In this embodiment, the two output layer processing manners described above may be selectively used according to different situations. The output layer may include a fully connective layer and a softmax layer. For example, the selection is made according to the type of tag, specifically as follows:
a. if discrete label: inputting the total feature vector V into the full connection layer sum softmax layer output predictedThe cross entropy is used as a loss function during training, and model loss is calculated by combining the real label y.
b. If a continuous label: the similarity between the text feature V1 and the path feature V3 can be selected as the predicted valueOr the cross feature V2 is connected with a softmax layer to be converted into a two-class problem, and the probability of one class is taken as a predicted value +.>Model losses are calculated during training using a square loss function (Mean Square Error, MSE) in combination with the true value y.

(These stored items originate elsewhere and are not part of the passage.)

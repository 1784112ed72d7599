//! Backup CLI commands
//!
//! Implements CLI commands for backup management. Every command can print
//! either human-readable text or a structured JSON outcome.

use std::fs::File;
use std::io::{self, BufWriter, Write};
use std::path::PathBuf;

use chrono::{DateTime, Utc};
use clap::Subcommand;
use serde::Serialize;

use crate::backup::{
    BackupEngine, BackupKind, BackupRecord, Outcome, SummaryFormat, Verification,
};
use crate::config::{RetentionPolicy, Settings, SnapKeepPaths};
use crate::display;
use crate::error::{SnapKeepError, SnapKeepResult};

/// Backup subcommands
#[derive(Subcommand)]
pub enum BackupCommands {
    /// Create a new backup
    Create {
        /// Backup strategy: full, incremental or differential
        #[arg(short, long, default_value = "full")]
        kind: BackupKind,

        /// Snapshot file to back up (defaults to the configured data file)
        #[arg(short, long)]
        source: Option<PathBuf>,

        /// Gzip-compress the artifact
        #[arg(short, long)]
        compress: bool,

        /// Store uncompressed even if compression is on in the settings
        #[arg(long, conflicts_with = "compress")]
        no_compress: bool,

        /// Free-text description stored with the backup
        #[arg(short, long)]
        description: Option<String>,
    },

    /// List all available backups
    List {
        /// Show at most this many backups
        #[arg(short, long)]
        limit: Option<usize>,
    },

    /// Show information about a specific backup
    Info {
        /// Backup id (use 'latest' for most recent)
        backup: String,
    },

    /// Check that backups are readable and intact
    Verify {
        /// Backup id (use 'latest' for most recent)
        #[arg(required_unless_present = "all")]
        backup: Option<String>,

        /// Verify every backup in the index
        #[arg(long, conflicts_with = "backup")]
        all: bool,
    },

    /// Restore from a backup
    Restore {
        /// Backup id (use 'latest' for most recent)
        backup: String,

        /// Restore to this path instead of the original location
        #[arg(long)]
        dest: Option<PathBuf>,

        /// Do not keep a copy of the file being overwritten
        #[arg(long)]
        no_safety_copy: bool,

        /// Skip confirmation prompt
        #[arg(short, long)]
        force: bool,
    },

    /// Delete old backups according to retention policy
    Prune {
        /// Always keep this many of the newest backups
        #[arg(long)]
        keep_count: Option<usize>,

        /// Always keep backups younger than this many days
        #[arg(long)]
        keep_days: Option<u32>,

        /// Skip confirmation prompt
        #[arg(short, long)]
        force: bool,
    },

    /// Show backup statistics
    Stats,

    /// Export a summary of all backups
    Summary {
        /// Output format: json or yaml
        #[arg(short, long, default_value = "json")]
        format: SummaryFormat,

        /// Write to a file instead of stdout
        #[arg(short, long)]
        output: Option<PathBuf>,
    },

    /// Describe a recurring backup schedule
    Schedule {
        /// Hours between backups
        #[arg(long, default_value_t = 24)]
        interval_hours: u32,

        /// Backup strategy to run
        #[arg(short, long, default_value = "incremental")]
        kind: BackupKind,

        /// Compress scheduled backups
        #[arg(short, long)]
        compress: bool,

        /// Store the schedule in the settings file
        #[arg(long)]
        save: bool,
    },
}

#[derive(Serialize)]
struct BackupList {
    backups: Vec<BackupRecord>,
}

#[derive(Serialize)]
struct VerifyAll {
    results: Vec<Verification>,
}

#[derive(Serialize)]
struct RestorePreview {
    dry_run: bool,
    backup_id: String,
    created_at: DateTime<Utc>,
    restore_to: PathBuf,
}

/// The prune invocation that applies exactly the previewed policy
fn prune_command(keep_count: Option<usize>, keep_days: Option<u32>) -> String {
    let mut command = String::from("snapkeep prune");
    if let Some(count) = keep_count {
        command.push_str(&format!(" --keep-count {}", count));
    }
    if let Some(days) = keep_days {
        command.push_str(&format!(" --keep-days {}", days));
    }
    command.push_str(" --force");
    command
}

/// Print an outcome either as JSON or through `text`
fn emit<T: Serialize>(json: bool, outcome: &Outcome<T>, text: impl FnOnce(&T) -> String) -> SnapKeepResult<()> {
    if json {
        let stdout = io::stdout();
        let mut out = stdout.lock();
        serde_json::to_writer_pretty(&mut out, outcome)?;
        writeln!(out)?;
    } else if let Some(data) = &outcome.data {
        println!("{}", text(data));
    }
    Ok(())
}

/// Handle a backup command
///
/// Returns whether the command succeeded; a failed verification is a
/// completed command with a negative result, not an error.
pub fn handle_backup_command(
    engine: &mut BackupEngine,
    paths: &SnapKeepPaths,
    settings: &mut Settings,
    cmd: BackupCommands,
    json: bool,
) -> SnapKeepResult<bool> {
    match cmd {
        BackupCommands::Create {
            kind,
            source,
            compress,
            no_compress,
            description,
        } => {
            let compress = compress || (settings.compress && !no_compress);
            let source = source.as_deref();
            let description = description.as_deref();

            match kind {
                BackupKind::Incremental => {
                    let report = engine.create_incremental(source, compress, description)?;
                    emit(json, &Outcome::ok(report), |r| match &r.backup {
                        Some(b) => format!("Backup created: {}\nLocation: {}", b.backup_id, b.artifact_path.display()),
                        None => format!(
                            "Backup skipped: {}",
                            r.reason.as_deref().unwrap_or("no changes")
                        ),
                    })?;
                }
                BackupKind::Full | BackupKind::Differential => {
                    let report = if kind == BackupKind::Full {
                        engine.create_full(source, compress, description)?
                    } else {
                        engine.create_differential(source, compress, description)?
                    };
                    emit(json, &Outcome::ok(report), |r| {
                        let mut text = format!(
                            "Backup created: {} ({})\nLocation: {}\nSize: {}",
                            r.backup_id,
                            r.kind,
                            r.artifact_path.display(),
                            display::format_size(r.stored_size)
                        );
                        if let Some(based_on) = &r.based_on {
                            text.push_str(&format!("\nBased on: {}", based_on));
                        }
                        text
                    })?;
                }
            }
        }

        BackupCommands::List { limit } => {
            let records = engine.list_backups(limit);
            if json {
                let list = BackupList {
                    backups: records.into_iter().cloned().collect(),
                };
                emit(json, &Outcome::ok(list), |_| String::new())?;
            } else {
                println!("{}", display::format_backup_list(&records, Utc::now()));
            }
        }

        BackupCommands::Info { backup } => {
            let record = engine.get_backup_info(&backup)?.clone();
            emit(json, &Outcome::ok(record), display::format_backup_details)?;
        }

        BackupCommands::Verify { backup, all } => {
            let ids: Vec<String> = if all {
                engine
                    .list_backups(None)
                    .into_iter()
                    .map(|r| r.backup_id.clone())
                    .collect()
            } else {
                backup.into_iter().collect()
            };

            let results: Vec<Verification> = ids.iter().map(|id| engine.verify_backup(id)).collect();
            let all_valid = results.iter().all(|r| r.valid);

            emit(json, &Outcome::with_flag(all_valid, VerifyAll { results }), |v| {
                if v.results.is_empty() {
                    return "No backups to verify.".to_string();
                }
                v.results
                    .iter()
                    .map(display::format_verification)
                    .collect::<Vec<_>>()
                    .join("\n")
            })?;
            return Ok(all_valid);
        }

        BackupCommands::Restore {
            backup,
            dest,
            no_safety_copy,
            force,
        } => {
            if !force {
                let record = engine.get_backup_info(&backup)?;
                let preview = RestorePreview {
                    dry_run: true,
                    backup_id: record.backup_id.clone(),
                    created_at: record.created_at,
                    restore_to: dest.clone().unwrap_or_else(|| record.source_path.clone()),
                };
                emit(json, &Outcome::ok(preview), |p| {
                    format!(
                        "Backup {} from {}\nWould restore to: {}\n\n\
                         WARNING: This will overwrite the destination file!\n\
                         To proceed, run again with --force flag:\n  snapkeep restore {} --force",
                        p.backup_id,
                        p.created_at.format("%Y-%m-%d %H:%M:%S UTC"),
                        p.restore_to.display(),
                        backup
                    )
                })?;
                return Ok(true);
            }

            let report = engine.restore_backup(&backup, dest.as_deref(), !no_safety_copy)?;
            emit(json, &Outcome::ok(report), |r| {
                let mut text = format!(
                    "Restored {} (taken {}) to {}",
                    r.backup_id,
                    r.created_at.format("%Y-%m-%d %H:%M:%S UTC"),
                    r.restored_to.display()
                );
                if let Some(copy) = &r.safety_copy {
                    text.push_str(&format!("\nPrevious content saved to {}", copy.display()));
                }
                text
            })?;
        }

        BackupCommands::Prune {
            keep_count,
            keep_days,
            force,
        } => {
            let policy = RetentionPolicy {
                keep_count: keep_count.unwrap_or(settings.retention.keep_count),
                keep_days: keep_days.unwrap_or(settings.retention.keep_days),
            };

            if !force {
                let plan = engine.preview_retention(&policy);
                if json {
                    #[derive(Serialize)]
                    struct PrunePreview {
                        dry_run: bool,
                        remove: Vec<String>,
                        keep: Vec<String>,
                    }
                    let preview = PrunePreview {
                        dry_run: true,
                        remove: plan.remove,
                        keep: plan.keep,
                    };
                    emit(json, &Outcome::ok(preview), |_| String::new())?;
                } else {
                    println!(
                        "Retention policy: keep {} newest, keep {} days",
                        policy.keep_count, policy.keep_days
                    );
                    println!("{}", display::format_retention_plan(&plan));
                    if !plan.remove.is_empty() {
                        println!("To delete old backups, run again with --force flag:");
                        println!("  {}", prune_command(keep_count, keep_days));
                    }
                }
                return Ok(true);
            }

            let report = engine.apply_retention(&policy)?;
            emit(json, &Outcome::ok(report), display::format_cleanup)?;
        }

        BackupCommands::Stats => {
            let stats = engine.get_backup_statistics();
            emit(json, &Outcome::ok(stats), display::format_statistics)?;
        }

        BackupCommands::Summary { format, output } => match output {
            Some(path) => {
                let file = File::create(&path).map_err(|e| {
                    SnapKeepError::Io(format!("Failed to create {}: {}", path.display(), e))
                })?;
                let mut writer = BufWriter::new(file);
                engine.write_summary(format, &mut writer)?;
                writer.flush()?;
                if !json {
                    println!("Summary written to {}", path.display());
                }
            }
            None => {
                let stdout = io::stdout();
                let mut out = stdout.lock();
                engine.write_summary(format, &mut out)?;
            }
        },

        BackupCommands::Schedule {
            interval_hours,
            kind,
            compress,
            save,
        } => {
            let schedule = engine.schedule_backup(interval_hours, kind, compress)?;
            if save {
                settings.schedule = Some(schedule.clone());
                settings.save(paths)?;
            }
            emit(json, &Outcome::ok(schedule), |s| {
                let mut text = format!(
                    "Backup scheduled every {} hours ({}{})\nNext backup: {}",
                    s.interval_hours,
                    s.backup_type,
                    if s.compress { ", compressed" } else { "" },
                    s.next_backup.format("%Y-%m-%d %H:%M:%S UTC")
                );
                if save {
                    text.push_str("\nSchedule saved to settings.");
                }
                text
            })?;
        }
    }

    Ok(true)
}
//! Backup metadata records
//!
//! One [`BackupRecord`] is written to the index per created backup. The
//! on-disk shape is kept compatible with existing `backup_index.json`
//! files, so the record is converted through a wire struct on the way in
//! and out.

use std::fmt;
use std::path::{Path, PathBuf};
use std::str::FromStr;

use chrono::{DateTime, Utc};
use serde::{Deserialize, Serialize};

use crate::error::SnapKeepError;

/// Backup strategy that produced a record
#[derive(Debug, Clone, Copy, PartialEq, Eq, Hash, PartialOrd, Ord, Serialize, Deserialize)]
#[serde(rename_all = "lowercase")]
pub enum BackupKind {
    Full,
    Incremental,
    Differential,
}

impl BackupKind {
    pub fn as_str(&self) -> &'static str {
        match self {
            Self::Full => "full",
            Self::Incremental => "incremental",
            Self::Differential => "differential",
        }
    }
}

impl fmt::Display for BackupKind {
    fn fmt(&self, f: &mut fmt::Formatter<'_>) -> fmt::Result {
        f.write_str(self.as_str())
    }
}

impl FromStr for BackupKind {
    type Err = SnapKeepError;

    fn from_str(s: &str) -> Result<Self, Self::Err> {
        match s.to_ascii_lowercase().as_str() {
            "full" => Ok(Self::Full),
            "incremental" | "incr" => Ok(Self::Incremental),
            "differential" | "diff" => Ok(Self::Differential),
            other => Err(SnapKeepError::Validation(format!(
                "Unknown backup type '{}' (expected full, incremental or differential)",
                other
            ))),
        }
    }
}

/// Metadata about one stored backup
#[derive(Debug, Clone, PartialEq, Serialize, Deserialize)]
#[serde(from = "RecordWire", into = "RecordWire")]
pub struct BackupRecord {
    /// Unique id, also the artifact file stem
    pub backup_id: String,
    pub kind: BackupKind,
    pub created_at: DateTime<Utc>,
    pub description: Option<String>,
    /// Snapshot file that was backed up
    pub source_path: PathBuf,
    /// Fingerprint of the source bytes at backup time
    pub content_hash: String,
    pub original_size: u64,
    /// Size of the artifact on disk
    pub stored_size: u64,
    pub compressed: bool,
    /// `1 - stored_size / original_size`, only for compressed backups
    pub compression_ratio: Option<f64>,
    /// Artifact filename relative to the backup directory
    pub artifact_name: String,
    /// Full backup a differential was taken against
    pub based_on: Option<String>,
}

impl BackupRecord {
    /// Where the artifact for this record lives
    pub fn artifact_path(&self, backup_dir: &Path) -> PathBuf {
        backup_dir.join(&self.artifact_name)
    }

    /// Age of the backup relative to `now`
    pub fn age(&self, now: DateTime<Utc>) -> chrono::Duration {
        now.signed_duration_since(self.created_at)
    }
}

/// Serialized layout of a record inside `backup_index.json`
#[derive(Serialize, Deserialize)]
struct RecordWire {
    backup_id: String,
    #[serde(rename = "type")]
    kind: BackupKind,
    #[serde(with = "timestamp")]
    timestamp: DateTime<Utc>,
    #[serde(default)]
    description: String,
    source_file: PathBuf,
    #[serde(default)]
    file_hash: String,
    #[serde(default)]
    original_size: u64,
    #[serde(default)]
    compressed: bool,
    #[serde(default, skip_serializing_if = "Option::is_none")]
    file_size: Option<u64>,
    #[serde(default, skip_serializing_if = "Option::is_none")]
    compressed_size: Option<u64>,
    #[serde(default, skip_serializing_if = "Option::is_none")]
    compression_ratio: Option<f64>,
    backup_file: String,
    #[serde(default, skip_serializing_if = "Option::is_none")]
    based_on: Option<String>,
}

impl From<RecordWire> for BackupRecord {
    fn from(wire: RecordWire) -> Self {
        let stored_size = if wire.compressed {
            wire.compressed_size.or(wire.file_size)
        } else {
            wire.file_size.or(wire.compressed_size)
        }
        .unwrap_or(0);

        // Older writers stored the ratio as a percentage
        let compression_ratio = wire
            .compression_ratio
            .map(|r| if r.abs() > 1.0 { r / 100.0 } else { r });

        Self {
            backup_id: wire.backup_id,
            kind: wire.kind,
            created_at: wire.timestamp,
            description: Some(wire.description).filter(|d| !d.is_empty()),
            source_path: wire.source_file,
            content_hash: wire.file_hash,
            original_size: wire.original_size,
            stored_size,
            compressed: wire.compressed,
            compression_ratio,
            artifact_name: wire.backup_file,
            based_on: wire.based_on,
        }
    }
}

impl From<BackupRecord> for RecordWire {
    fn from(record: BackupRecord) -> Self {
        let (file_size, compressed_size) = if record.compressed {
            (None, Some(record.stored_size))
        } else {
            (Some(record.stored_size), None)
        };

        Self {
            backup_id: record.backup_id,
            kind: record.kind,
            timestamp: record.created_at,
            description: record.description.unwrap_or_default(),
            source_file: record.source_path,
            file_hash: record.content_hash,
            original_size: record.original_size,
            compressed: record.compressed,
            file_size,
            compressed_size,
            compression_ratio: record.compression_ratio,
            backup_file: record.artifact_name,
            based_on: record.based_on,
        }
    }
}

/// ISO-8601 timestamps: RFC 3339 on write, naive local time accepted on read
pub(crate) mod timestamp {
    use chrono::{DateTime, Local, NaiveDateTime, TimeZone, Utc};
    use serde::{de, Deserialize, Deserializer, Serializer};

    pub fn serialize<S: Serializer>(value: &DateTime<Utc>, serializer: S) -> Result<S::Ok, S::Error> {
        serializer.serialize_str(&value.to_rfc3339())
    }

    pub fn deserialize<'de, D: Deserializer<'de>>(deserializer: D) -> Result<DateTime<Utc>, D::Error> {
        let raw = String::deserialize(deserializer)?;
        parse(&raw).ok_or_else(|| de::Error::custom(format!("invalid timestamp '{}'", raw)))
    }

    pub fn parse(raw: &str) -> Option<DateTime<Utc>> {
        if let Ok(dt) = DateTime::parse_from_rfc3339(raw) {
            return Some(dt.with_timezone(&Utc));
        }
        let naive = NaiveDateTime::parse_from_str(raw, "%Y-%m-%dT%H:%M:%S%.f").ok()?;
        Local
            .from_local_datetime(&naive)
            .earliest()
            .map(|dt| dt.with_timezone(&Utc))
    }
}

The following describes the implementation process of the knowledge graph path sorting method according to the present invention in detail by using a specific example, and specifically includes the following steps:
front preparation: open domain knowledge graph.
In the first step, a query string Q is obtained from the front end, several examples being listed in Table 1.
Second, corresponding to step S100: and carrying out syntactic analysis, entity analysis and identification and entity linking on the query string Q to obtain an entity set { E }.
Third, corresponding to step S200: and carrying out 2-degree path query on the entity set { E } in the graph database, taking top 5 of a query result, and determining the top 5 as a candidate path set { Pn }. (see Table 1 below)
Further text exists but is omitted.